How to Behave Upon the News that a Satellite Might, Possibly, Hit the Earth Friday
If the font scares you, the satellite has won.
Have you heard!? A satellite that's been alternately described as "massive," "bus-sized," and "six-ton" is "barreling" -- or possibly traipsing, stumbling, or lackadaisically meandering in its fancy shoes toward Earth. It's going to take until Friday to get here, and if it ruins our weekend plans, we are going to be pissed! It's expected to land "anywhere from northern Canada to southern South America," and there's a 1-in-3,200 chance of anyone getting hit with its debris, which, somehow, translates into a 1-in-20 trillion chance for "any particular person" to be hit. Before you get up from the computer and start pulling out your hair or eating a giant cake with both fists while shouting "What if it's MEEEEE? I have the WORST LUCK!" -- because what else are you going to do upon the news that a bus-sized satellite might, possibly, hit the Earth and land on you? -- take a few deep breaths. We are here for you!
Here's the deal with that satellite. It is called the Upper Atmosphere Research Satellite, or, more ominously, "UARS." Also ominous, via MSNBC: It is "projected to make an uncontrolled fiery fall on Friday, plus or minus a day, according to NASA." While much of the satellite is expected to burn up, about 26 parts made of titanium, aluminum, steel, and beryllium (things you don't want hitting you, to the tune of 1,170 pounds) will probably survive the fall.
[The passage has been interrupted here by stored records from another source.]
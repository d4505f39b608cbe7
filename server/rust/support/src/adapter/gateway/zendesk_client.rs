use std::sync::Arc;
use std::time::Duration;

use async_trait::async_trait;
use chrono::{DateTime, Utc};
use secrecy::{ExposeSecret, SecretString};
use serde::{Deserialize, Serialize};
use serde_json::Value;

use crate::domain::entity::{RemoteComment, RemoteCustomField, RemoteTicket, SessionCredentials};
use crate::domain::repository::{
    AttachmentFile, HelpdeskClient, HelpdeskConnector, HelpdeskError, HelpdeskUser, NewTicket,
    TicketUpdate,
};
use crate::infrastructure::config::HelpdeskConfig;

/// ZendeskConnector は Zendesk REST API v2 クライアントを組み立てる。
/// HTTP コネクションプールはリクエスト間で共有する。
pub struct ZendeskConnector {
    http_client: reqwest::Client,
    base_url: String,
}

impl ZendeskConnector {
    pub fn new(config: &HelpdeskConfig) -> anyhow::Result<Self> {
        let http_client = reqwest::Client::builder()
            .timeout(Duration::from_secs(config.timeout_secs))
            .build()?;
        let base_url = config.url.trim_end_matches('/').to_string();
        Ok(Self {
            http_client,
            base_url,
        })
    }
}

impl HelpdeskConnector for ZendeskConnector {
    fn connect(
        &self,
        credentials: &SessionCredentials,
    ) -> Result<Arc<dyn HelpdeskClient>, HelpdeskError> {
        Ok(Arc::new(ZendeskClient {
            http_client: self.http_client.clone(),
            base_url: self.base_url.clone(),
            email: credentials.email.clone(),
            password: credentials.password.clone(),
        }))
    }
}

/// ZendeskClient はセッションの認証情報で Basic 認証する 1 リクエスト分のクライアント。
pub struct ZendeskClient {
    http_client: reqwest::Client,
    base_url: String,
    email: String,
    password: SecretString,
}

// --- Zendesk API DTO ---

#[derive(Debug, Deserialize)]
struct UserEnvelope {
    user: UserDto,
}

#[derive(Debug, Deserialize)]
struct UserDto {
    id: Option<u64>,
}

#[derive(Debug, Deserialize)]
struct RequestEnvelope {
    request: RequestDto,
}

#[derive(Debug, Deserialize)]
struct RequestListEnvelope {
    #[serde(default)]
    requests: Vec<RequestDto>,
}

#[derive(Debug, Deserialize)]
struct RequestDto {
    id: u64,
    #[serde(default)]
    url: String,
    #[serde(default)]
    subject: String,
    #[serde(default)]
    description: String,
    #[serde(default)]
    status: String,
    created_at: DateTime<Utc>,
    updated_at: DateTime<Utc>,
    #[serde(default)]
    custom_fields: Vec<CustomFieldDto>,
}

#[derive(Debug, Serialize, Deserialize)]
struct CustomFieldDto {
    id: u64,
    #[serde(default)]
    value: Value,
}

#[derive(Debug, Deserialize)]
struct CommentListEnvelope {
    #[serde(default)]
    comments: Vec<CommentDto>,
}

#[derive(Debug, Deserialize)]
struct CommentDto {
    created_at: DateTime<Utc>,
    #[serde(default)]
    html_body: String,
    #[serde(default)]
    author_id: u64,
    #[serde(default)]
    body: String,
}

#[derive(Debug, Deserialize)]
struct UploadEnvelope {
    upload: UploadDto,
}

#[derive(Debug, Deserialize)]
struct UploadDto {
    token: String,
}

#[derive(Debug, Default, Deserialize)]
struct ErrorBodyDto {
    #[serde(default)]
    description: Option<String>,
    #[serde(default)]
    details: Option<ErrorDetailsDto>,
}

#[derive(Debug, Default, Deserialize)]
struct ErrorDetailsDto {
    #[serde(default)]
    base: Vec<ErrorDescriptionDto>,
}

#[derive(Debug, Deserialize)]
struct ErrorDescriptionDto {
    #[serde(default)]
    description: Option<String>,
}

#[derive(Debug, Serialize)]
struct CreateRequestBody<'a> {
    request: CreateRequestDto<'a>,
}

#[derive(Debug, Serialize)]
struct CreateRequestDto<'a> {
    subject: &'a str,
    comment: CommentBodyDto<'a>,
    custom_fields: Vec<CustomFieldDto>,
    tags: &'a [String],
}

#[derive(Debug, Serialize)]
struct CommentBodyDto<'a> {
    body: &'a str,
    #[serde(skip_serializing_if = "Vec::is_empty")]
    uploads: Vec<String>,
}

#[derive(Debug, Serialize)]
struct UpdateRequestBody<'a> {
    request: UpdateRequestDto<'a>,
}

#[derive(Debug, Serialize)]
struct UpdateRequestDto<'a> {
    comment: CommentBodyDto<'a>,
    #[serde(skip_serializing_if = "std::ops::Not::not")]
    solved: bool,
}

fn transport_error(err: reqwest::Error) -> HelpdeskError {
    HelpdeskError::Transport(err.to_string())
}

fn decode_error(err: reqwest::Error) -> HelpdeskError {
    HelpdeskError::Api {
        status: err.status().map_or(200, |s| s.as_u16()),
        message: format!("invalid response body: {}", err),
    }
}

/// カスタムフィールド値は文字列以外（null・真偽値・配列）も取り得る。
fn custom_field_value(value: Value) -> Option<String> {
    match value {
        Value::Null => None,
        Value::String(s) => Some(s),
        other => Some(other.to_string()),
    }
}

/// ヘルプデスクの HTTP ステータスをエラーへ変換する。
async fn check_status(response: reqwest::Response) -> Result<reqwest::Response, HelpdeskError> {
    let status = response.status();
    if status.is_success() {
        return Ok(response);
    }

    match status.as_u16() {
        401 | 403 => Err(HelpdeskError::Unauthorized),
        404 => Err(HelpdeskError::NotFound),
        422 => {
            let body: ErrorBodyDto = response.json().await.unwrap_or_default();
            Err(HelpdeskError::Validation(first_validation_message(body)))
        }
        code => {
            let message = response
                .text()
                .await
                .unwrap_or_else(|_| "unknown".to_string());
            Err(HelpdeskError::Api {
                status: code,
                message,
            })
        }
    }
}

fn first_validation_message(body: ErrorBodyDto) -> String {
    body.details
        .and_then(|d| d.base.into_iter().next())
        .and_then(|e| e.description)
        .or(body.description)
        .unwrap_or_else(|| "Record validation errors".to_string())
}

impl ZendeskClient {
    fn url(&self, path: &str) -> String {
        format!("{}{}", self.base_url, path)
    }

    fn get(&self, path: &str) -> reqwest::RequestBuilder {
        self.http_client
            .get(self.url(path))
            .basic_auth(&self.email, Some(self.password.expose_secret()))
    }

    async fn load_comments(&self, id: u64) -> Result<Vec<RemoteComment>, HelpdeskError> {
        let response = self
            .get(&format!("/requests/{}/comments.json", id))
            .send()
            .await
            .map_err(transport_error)?;
        let envelope: CommentListEnvelope = check_status(response)
            .await?
            .json()
            .await
            .map_err(decode_error)?;

        Ok(envelope
            .comments
            .into_iter()
            .map(|c| RemoteComment {
                created_at: c.created_at,
                html_body: c.html_body,
                author_id: c.author_id,
                body: c.body,
            })
            .collect())
    }

    /// リクエスト DTO にコメント一覧を読み込んで RemoteTicket にする。
    async fn hydrate(&self, dto: RequestDto) -> Result<RemoteTicket, HelpdeskError> {
        let comments = self.load_comments(dto.id).await?;
        Ok(RemoteTicket {
            id: dto.id,
            url: dto.url,
            subject: dto.subject,
            description: dto.description,
            status: dto.status,
            created_at: dto.created_at,
            updated_at: dto.updated_at,
            custom_fields: dto
                .custom_fields
                .into_iter()
                .map(|f| RemoteCustomField {
                    id: f.id,
                    value: custom_field_value(f.value),
                })
                .collect(),
            comments,
        })
    }

    async fn upload_file(&self, file: &AttachmentFile) -> Result<String, HelpdeskError> {
        let contents = tokio::fs::read(&file.path)
            .await
            .map_err(|e| HelpdeskError::Transport(format!("cannot read {}: {}", file.name, e)))?;

        let response = self
            .http_client
            .post(self.url("/uploads.json"))
            .basic_auth(&self.email, Some(self.password.expose_secret()))
            .query(&[("filename", file.name.as_str())])
            .header(reqwest::header::CONTENT_TYPE, "application/binary")
            .body(contents)
            .send()
            .await
            .map_err(transport_error)?;
        let envelope: UploadEnvelope = check_status(response)
            .await?
            .json()
            .await
            .map_err(decode_error)?;
        Ok(envelope.upload.token)
    }
}

#[async_trait]
impl HelpdeskClient for ZendeskClient {
    async fn current_user(&self) -> Result<Option<HelpdeskUser>, HelpdeskError> {
        let response = self
            .get("/users/me.json")
            .send()
            .await
            .map_err(transport_error)?;
        let envelope: UserEnvelope = check_status(response)
            .await?
            .json()
            .await
            .map_err(decode_error)?;

        Ok(Some(HelpdeskUser { id: envelope.user.id }))
    }

    async fn list_requests(&self, status_filter: &str) -> Result<Vec<RemoteTicket>, HelpdeskError> {
        let response = self
            .get("/requests.json")
            .query(&[("status", status_filter)])
            .send()
            .await
            .map_err(transport_error)?;
        let envelope: RequestListEnvelope = check_status(response)
            .await?
            .json()
            .await
            .map_err(decode_error)?;

        let mut tickets = Vec::with_capacity(envelope.requests.len());
        for dto in envelope.requests {
            tickets.push(self.hydrate(dto).await?);
        }
        Ok(tickets)
    }

    async fn find_request(&self, id: u64) -> Result<Option<RemoteTicket>, HelpdeskError> {
        let response = self
            .get(&format!("/requests/{}.json", id))
            .send()
            .await
            .map_err(transport_error)?;
        let response = match check_status(response).await {
            Ok(response) => response,
            Err(HelpdeskError::NotFound) => return Ok(None),
            Err(e) => return Err(e),
        };
        let envelope: RequestEnvelope = response.json().await.map_err(decode_error)?;
        self.hydrate(envelope.request).await.map(Some)
    }

    async fn create_request(&self, ticket: NewTicket) -> Result<RemoteTicket, HelpdeskError> {
        let body = CreateRequestBody {
            request: CreateRequestDto {
                subject: &ticket.subject,
                comment: CommentBodyDto {
                    body: &ticket.comment_body,
                    uploads: vec![],
                },
                custom_fields: ticket
                    .custom_fields
                    .iter()
                    .map(|(id, value)| CustomFieldDto {
                        id: *id,
                        value: Value::String(value.clone()),
                    })
                    .collect(),
                tags: &ticket.tags,
            },
        };

        let response = self
            .http_client
            .post(self.url("/requests.json"))
            .basic_auth(&self.email, Some(self.password.expose_secret()))
            .json(&body)
            .send()
            .await
            .map_err(transport_error)?;
        let envelope: RequestEnvelope = check_status(response)
            .await?
            .json()
            .await
            .map_err(decode_error)?;
        self.hydrate(envelope.request).await
    }

    async fn update_request(
        &self,
        id: u64,
        update: TicketUpdate,
    ) -> Result<RemoteTicket, HelpdeskError> {
        let mut tokens = Vec::with_capacity(update.comment.uploads.len());
        for file in &update.comment.uploads {
            tokens.push(self.upload_file(file).await?);
        }

        let body = UpdateRequestBody {
            request: UpdateRequestDto {
                comment: CommentBodyDto {
                    body: &update.comment.body,
                    uploads: tokens,
                },
                solved: update.solved,
            },
        };

        let response = self
            .http_client
            .put(self.url(&format!("/requests/{}.json", id)))
            .basic_auth(&self.email, Some(self.password.expose_secret()))
            .json(&body)
            .send()
            .await
            .map_err(transport_error)?;
        let envelope: RequestEnvelope = check_status(response)
            .await?
            .json()
            .await
            .map_err(decode_error)?;
        self.hydrate(envelope.request).await
    }
}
We put UARS up in the sky, so it's bound to come down at some point. But the question is, what do you want to be doing when it falls, ushering forth a 500-mile debris footprint? If you are the person hit, do you want to be wearing your pajamas and blogging surrounded by pizza boxes and week-old coffee cups? Do you want to be cheerily watching Beverly Hills 90210 reruns, say, the Donna Martin graduates episode? Do you want to be...working?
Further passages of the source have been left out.